We are increasingly getting aware that traditional schooling is increasingly becoming redolent and unhelpful.  Thanks to the disruptive effect of information and communication technologies, formalized education appears to be stuck in the past.   I recently conducted a random opinion survey of MBA students in my business intelligence class and their response is largely that previous education hadn’t given them sufficient preparation for their tasks at work.  Most people will agree that  without on-the-job training, much of what they did in school wouldn’t amount to much.   Of course, we are not ignorant of the fact that a large portion of education inculcates generalists skills such as in numeracy, literacy and communication.   But a huge bulk of what is currently taught in schools is not so relevant and many students have come to repudiate their education as contributing little to their careers.    This is especially the case with public education.  Our public education system has become almost obsolete.  Unfortunately, its managers still think it is business as usual.  Basic pedagogy has remained the same monotonous rote learning system that is aimed at mere regurgitation of information that eventually succeed in educating students out of creativity.  In this week’s edition of Bongonomics, we want to make the case that education should be completely privatized.

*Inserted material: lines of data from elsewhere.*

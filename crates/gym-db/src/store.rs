//! Durable roster storage.
//!
//! The roster lives in a single JSON file. Reads never fail the caller: a
//! missing, unreadable or corrupt file yields an empty roster (a corrupt
//! file is first copied aside to `<file>.bak`). Writes go to `<file>.tmp`
//! and are renamed over the durable file so an interrupted save never
//! leaves a half-written roster behind.

use std::fs::{self, File};
use std::io::{self, Write};
use std::path::{Path, PathBuf};

use serde::Serialize;
use thiserror::Error;
use tracing::{debug, info, warn};

use crate::config::{StoreConfig, backup_path, temp_path};
use crate::models::{MemberRecord, StoredRoster};
use crate::queries::members as member_queries;

/// Errors raised while writing the roster.
#[derive(Debug, Error)]
pub enum StoreError {
    /// A filesystem operation failed.
    #[error("failed to {action} {}: {source}", .path.display())]
    Io {
        action: &'static str,
        path: PathBuf,
        #[source]
        source: io::Error,
    },

    /// The roster could not be encoded as JSON.
    #[error("failed to serialize roster: {0}")]
    Serialize(#[from] serde_json::Error),
}

impl StoreError {
    fn io(action: &'static str, path: &Path, source: io::Error) -> Self {
        Self::Io {
            action,
            path: path.to_path_buf(),
            source,
        }
    }
}

/// How the roster file was found at load time.
#[derive(Debug, Clone, PartialEq, Eq)]
pub enum LoadStatus {
    /// No data file yet; starting with an empty roster.
    Missing,
    /// The file was read and parsed.
    Loaded,
    /// The file was corrupt. `backup` is where its bytes were copied, or
    /// `None` if the copy failed.
    Recovered { backup: Option<PathBuf> },
    /// The file exists but could not be read (permissions, I/O). Nothing is
    /// backed up; the session runs from an empty roster.
    Unreadable,
}

/// Result of [`load`]: the records plus how they were obtained.
#[derive(Debug, Clone)]
pub struct LoadReport {
    pub members: Vec<MemberRecord>,
    pub status: LoadStatus,
}

impl LoadReport {
    fn empty(status: LoadStatus) -> Self {
        Self {
            members: Vec::new(),
            status,
        }
    }
}

#[derive(Serialize)]
struct EnvelopeRef<'a> {
    members: &'a [MemberRecord],
}

/// Read the roster at `path`.
///
/// Accepts either the `{"members": [...]}` envelope or a bare list. Never
/// returns an error; see [`LoadStatus`] for the fallbacks.
pub fn load(path: &Path) -> LoadReport {
    let bytes = match fs::read(path) {
        Ok(bytes) => bytes,
        Err(e) if e.kind() == io::ErrorKind::NotFound => {
            debug!(path = %path.display(), "no roster file, starting empty");
            return LoadReport::empty(LoadStatus::Missing);
        }
        Err(e) => {
            warn!(path = %path.display(), error = %e, "roster file unreadable, starting empty");
            return LoadReport::empty(LoadStatus::Unreadable);
        }
    };

    match serde_json::from_slice::<StoredRoster>(&bytes) {
        Ok(stored) => {
            let members = stored.into_members();
            info!(path = %path.display(), count = members.len(), "loaded roster");
            LoadReport {
                members,
                status: LoadStatus::Loaded,
            }
        }
        Err(e) => {
            warn!(path = %path.display(), error = %e, "roster file is corrupt, starting empty");
            let backup = match backup_corrupt_file(path) {
                Ok(backup) => Some(backup),
                Err(err) => {
                    warn!(error = %err, "could not back up corrupt roster file");
                    None
                }
            };
            LoadReport::empty(LoadStatus::Recovered { backup })
        }
    }
}

/// Copy the file at `path` byte-for-byte to `<path>.bak`.
///
/// Best-effort: [`load`] logs and otherwise ignores a failure here.
pub fn backup_corrupt_file(path: &Path) -> Result<PathBuf, StoreError> {
    let backup = backup_path(path);
    fs::copy(path, &backup).map_err(|e| StoreError::io("back up", path, e))?;
    info!(backup = %backup.display(), "backed up corrupt roster file");
    Ok(backup)
}

/// Write `members` to `path` inside the `{"members": [...]}` envelope.
///
/// The JSON goes to `<path>.tmp` first and is then renamed over `path`. On
/// failure the temp file is removed (best-effort) and the error returned;
/// the previous contents of `path` are left as they were.
pub fn save(path: &Path, members: &[MemberRecord]) -> Result<(), StoreError> {
    let payload = serde_json::to_vec_pretty(&EnvelopeRef { members })?;
    let tmp = temp_path(path);

    if let Err(err) = write_then_replace(&tmp, path, &payload) {
        match fs::remove_file(&tmp) {
            Ok(()) => {}
            Err(e) if e.kind() == io::ErrorKind::NotFound => {}
            Err(e) => debug!(tmp = %tmp.display(), error = %e, "could not remove temp file"),
        }
        return Err(err);
    }

    info!(path = %path.display(), count = members.len(), "saved roster");
    Ok(())
}

fn write_then_replace(tmp: &Path, path: &Path, payload: &[u8]) -> Result<(), StoreError> {
    let mut file = File::create(tmp).map_err(|e| StoreError::io("create", tmp, e))?;
    file.write_all(payload)
        .map_err(|e| StoreError::io("write", tmp, e))?;
    file.sync_all().map_err(|e| StoreError::io("sync", tmp, e))?;
    drop(file);

    fs::rename(tmp, path).map_err(|e| StoreError::io("replace", path, e))
}

// ---------------------------------------------------------------------------
// MemberStore
// ---------------------------------------------------------------------------

/// The working roster: every record in insertion order plus the file it is
/// saved to.
///
/// Owned by the top-level loop and lent to each operation.
#[derive(Debug, Clone)]
pub struct MemberStore {
    path: PathBuf,
    members: Vec<MemberRecord>,
}

impl MemberStore {
    /// Load the roster configured by `config`.
    pub fn open(config: &StoreConfig) -> (Self, LoadStatus) {
        let report = load(&config.data_file);
        let store = Self {
            path: config.data_file.clone(),
            members: report.members,
        };
        (store, report.status)
    }

    /// A store over `members` without touching the filesystem.
    pub fn with_members(path: impl Into<PathBuf>, members: Vec<MemberRecord>) -> Self {
        Self {
            path: path.into(),
            members,
        }
    }

    /// All records in insertion order.
    pub fn members(&self) -> &[MemberRecord] {
        &self.members
    }

    pub fn len(&self) -> usize {
        self.members.len()
    }

    pub fn is_empty(&self) -> bool {
        self.members.is_empty()
    }

    pub fn get_mut(&mut self, index: usize) -> Option<&mut MemberRecord> {
        self.members.get_mut(index)
    }

    /// Index of the record whose phone equals `phone` exactly.
    pub fn find_by_phone(&self, phone: &str) -> Option<usize> {
        member_queries::find_by_phone(&self.members, phone)
    }

    /// Append a record. Does not save.
    pub fn push(&mut self, record: MemberRecord) {
        self.members.push(record);
    }

    /// Remove and return the most recently appended record. Does not save.
    pub fn pop(&mut self) -> Option<MemberRecord> {
        self.members.pop()
    }

    /// Write the whole roster to the durable file.
    pub fn save(&self) -> Result<(), StoreError> {
        save(&self.path, &self.members)
    }
}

Public education system has fared so badly, like every other thing the government has done in Nigeria. The fate of our public educational institutions – tertiary, secondary, and primary – is not any different from that of NEPA, NITEL or even NNPC.  Corruption, incompetence, and mediocrity have always defined the workings of these institutions.   In the particular case of the educational system, the decay has been gradual but unrelenting.   In the colonial and immediate post colonial period, things weren’t that bad with our educational system.  There was still a modicum of competitiveness such that majority of students who went abroad in search of education were more often than not, those who failed the highly competitive university entrance examinations unlike today, where the reverse has become the case.  During the period also, quite a number of international  scholars and world renowned academics could be found in various institutions of higher learning in Nigeria.   Recruitment  process and compensation were respectively rigorous and internationally competitive.  Only the best and the brightest had a chance to be employed as lecturers.  But  today, our educational system has largely transformed into a microcosm of the Nigerian state – rent-seeking, patronage-based, clientelist, incompetent, autocratic, corrupt, feudal, occultic and a mongrelization of the intellectual life.   Staff recruitment is no longer based on merit and student admissions suffer all manner of corrupt practices.     From primary to tertiary, public education in Nigeria has become a plague that parents try to avoid at all cost and by all means.   Only those handicapped by low income can endure the mediocrity.   The consequence is unmitigated educational migration.  If you go through the returns on utilization of funds sold to customers, published in the newspapers by banks, you will be shocked at the hemorrhage inflicted on the nation’s economy by capital flight used in the payment of school fees abroad.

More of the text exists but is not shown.